Agency 100 2019: Arteric – Features – MM&M


Over the past few years, CEO Hans Kaspersetz has steered the Springfield, New Jersey-based Arteric through a period of rapid growth. In 2017, Arteric’s revenue was $3.95 million. By the end of 2018, that number had jumped more than 30%, to $5.15 million. In the same time frame, Arteric added a single employee to bring to the total 24, even as it grew and diversified its client base.

For Kaspersetz, success didn’t happen overnight. His ascension to digital agency CEO has been a long and winding journey that began when he was only 8 years old and first developed a fascination with computers and coding. By 1999, Kaspersetz was in his mid-20s and building websites for a steady stream of clients under the banner of the newly minted Arteric.

The company settled into its stride in the mid-aughts by focusing almost entirely on healthcare clients. But by 2013, it faced its first major challenge: holding companies and larger agencies had finally caught up in the digital realm, offering clients nice-looking websites, apps and other digital assets.

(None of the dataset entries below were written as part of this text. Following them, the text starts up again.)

//! Init command handler

use crate::config::Config;
use std::path::Path;

pub fn cmd_init(path: &Path) -> anyhow::Result<()> {
    if Config::create_default_if_missing(path)? {
        println!("Created default config at {}", path.display());
    } else {
        println!("Config already exists at {}", path.display());
    }

    Ok(())
}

It was time for some soul-searching, Kaspersetz recalls. “We asked ourselves two questions: ‘Where are we going to play?’ and, ‘How are we going to win?’” The answer to both, Kaspersetz and his colleagues eventually realized, was to double down on Arteric’s digital roots.

“We are software developers who decided to crush it in healthcare marketing,” he says.

For the past few years, Arteric has been doing just that. In 2017, Arteric began to strategically diversify its client base, moving away from working almost exclusively for Celgene and bringing on organizations such as Sanofi Genzyme, AstraZeneca and Arbor Pharmaceuticals.

Arteric managed to expand beyond Celgene without losing any revenue from the company, Kaspersetz reports. “In fact, our revenue from Celgene grew.”

Meanwhile, Arteric was ahead of the machine learning and AI curve, deploying those technologies as early as 2016 to help clients bolster their search engine optimization. Indeed, for the past several years, Arteric has been using natural language processing —  a subfield of AI and computer science — to better inform digital marketing efforts. As Kaspersetz explains, natural language processing is an extremely useful tool when it comes to finding synonyms for related words that Google does not inherently “know” are related to one another.

By way of example, Kaspersetz notes that Google does not see “health insurance coverage” and “formulary coverage” as synonymous or related. So Arteric came up with a strategy to create what he calls “colloquial relationships” between those phrases.

Kaspersetz is devoting much of his attention nowadays to thinking about the future of digital marketing, which he believes will include more screen-less interfaces with the internet, such as Siri or Alexa. How do you do digital advertising without a screen? You’ve got to be really, really good at making sure your webpage is the top hit on a Google search result, because that’s the only piece of content Alexa and Siri will read out loud. Check back in soon to see if Arteric has managed to master that particular task.